BRIEF
Look through the listing for the word "Serialize". Copy each line that has it.

RECORDS SHOWN Block Start

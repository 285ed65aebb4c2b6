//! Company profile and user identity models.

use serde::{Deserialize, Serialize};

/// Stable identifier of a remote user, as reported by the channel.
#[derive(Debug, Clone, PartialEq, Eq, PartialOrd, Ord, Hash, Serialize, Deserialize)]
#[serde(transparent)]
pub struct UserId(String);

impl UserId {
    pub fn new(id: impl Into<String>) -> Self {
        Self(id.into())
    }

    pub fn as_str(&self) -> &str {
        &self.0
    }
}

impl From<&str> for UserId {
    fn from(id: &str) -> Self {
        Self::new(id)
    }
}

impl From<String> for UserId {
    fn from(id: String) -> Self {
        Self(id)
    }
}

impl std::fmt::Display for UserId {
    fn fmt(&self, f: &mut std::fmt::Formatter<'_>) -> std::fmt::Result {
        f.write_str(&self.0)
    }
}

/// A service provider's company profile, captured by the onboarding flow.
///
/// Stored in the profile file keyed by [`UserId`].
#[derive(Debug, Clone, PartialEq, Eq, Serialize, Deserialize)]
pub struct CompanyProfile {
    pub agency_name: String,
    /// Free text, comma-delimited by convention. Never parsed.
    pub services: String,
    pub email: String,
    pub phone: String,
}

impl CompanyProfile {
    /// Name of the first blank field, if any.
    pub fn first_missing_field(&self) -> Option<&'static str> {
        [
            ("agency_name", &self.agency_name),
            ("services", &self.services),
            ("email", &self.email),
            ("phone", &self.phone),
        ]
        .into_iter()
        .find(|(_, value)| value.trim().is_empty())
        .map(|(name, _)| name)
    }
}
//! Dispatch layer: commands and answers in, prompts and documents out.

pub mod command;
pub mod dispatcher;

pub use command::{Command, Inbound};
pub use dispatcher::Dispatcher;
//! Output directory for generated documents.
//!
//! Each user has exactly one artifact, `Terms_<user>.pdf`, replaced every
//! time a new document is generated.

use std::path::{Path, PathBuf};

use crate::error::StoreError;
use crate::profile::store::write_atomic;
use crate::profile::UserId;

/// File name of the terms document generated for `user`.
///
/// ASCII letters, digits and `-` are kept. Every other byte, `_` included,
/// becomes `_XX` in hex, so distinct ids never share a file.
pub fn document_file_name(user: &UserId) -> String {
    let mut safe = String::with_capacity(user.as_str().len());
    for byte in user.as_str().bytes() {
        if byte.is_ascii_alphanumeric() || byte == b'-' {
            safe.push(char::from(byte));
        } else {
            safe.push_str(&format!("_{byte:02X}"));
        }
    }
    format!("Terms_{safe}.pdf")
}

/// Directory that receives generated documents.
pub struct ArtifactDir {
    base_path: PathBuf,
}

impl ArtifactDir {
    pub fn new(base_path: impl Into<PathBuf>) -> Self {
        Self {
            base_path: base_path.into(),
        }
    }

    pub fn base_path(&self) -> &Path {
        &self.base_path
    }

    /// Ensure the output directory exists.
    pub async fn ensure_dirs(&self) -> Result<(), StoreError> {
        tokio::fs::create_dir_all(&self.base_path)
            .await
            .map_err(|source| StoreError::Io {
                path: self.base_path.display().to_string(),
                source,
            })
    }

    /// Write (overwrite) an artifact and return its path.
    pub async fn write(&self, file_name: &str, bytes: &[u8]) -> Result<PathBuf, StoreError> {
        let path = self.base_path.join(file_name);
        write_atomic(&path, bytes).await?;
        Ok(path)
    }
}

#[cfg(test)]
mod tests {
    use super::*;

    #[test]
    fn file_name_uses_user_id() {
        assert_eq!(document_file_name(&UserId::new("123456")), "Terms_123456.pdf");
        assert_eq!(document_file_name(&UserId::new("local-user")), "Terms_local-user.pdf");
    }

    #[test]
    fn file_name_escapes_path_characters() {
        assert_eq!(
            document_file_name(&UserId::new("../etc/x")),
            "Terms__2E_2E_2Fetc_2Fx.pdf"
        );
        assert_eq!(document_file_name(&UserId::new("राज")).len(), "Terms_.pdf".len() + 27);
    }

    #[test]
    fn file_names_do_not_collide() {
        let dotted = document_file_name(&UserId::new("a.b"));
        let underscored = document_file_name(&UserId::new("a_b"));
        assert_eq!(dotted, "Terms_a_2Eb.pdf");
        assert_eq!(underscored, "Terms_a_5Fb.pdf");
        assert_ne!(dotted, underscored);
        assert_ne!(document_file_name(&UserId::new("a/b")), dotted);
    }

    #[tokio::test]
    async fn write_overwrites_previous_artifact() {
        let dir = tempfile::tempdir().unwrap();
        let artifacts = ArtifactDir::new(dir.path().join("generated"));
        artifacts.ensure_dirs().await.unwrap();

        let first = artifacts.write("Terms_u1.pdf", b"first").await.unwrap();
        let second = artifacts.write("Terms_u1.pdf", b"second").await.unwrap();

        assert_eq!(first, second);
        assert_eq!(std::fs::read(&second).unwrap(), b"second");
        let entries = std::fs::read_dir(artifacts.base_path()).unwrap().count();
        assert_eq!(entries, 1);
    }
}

RECORDS SHOWN Block End

RESPONSE BOX
use serde::{Deserialize, Serialize};
#[derive(Debug, Clone, PartialEq, Eq, PartialOrd, Ord, Hash, Serialize, Deserialize)]
#[derive(Debug, Clone, PartialEq, Eq, Serialize, Deserialize)]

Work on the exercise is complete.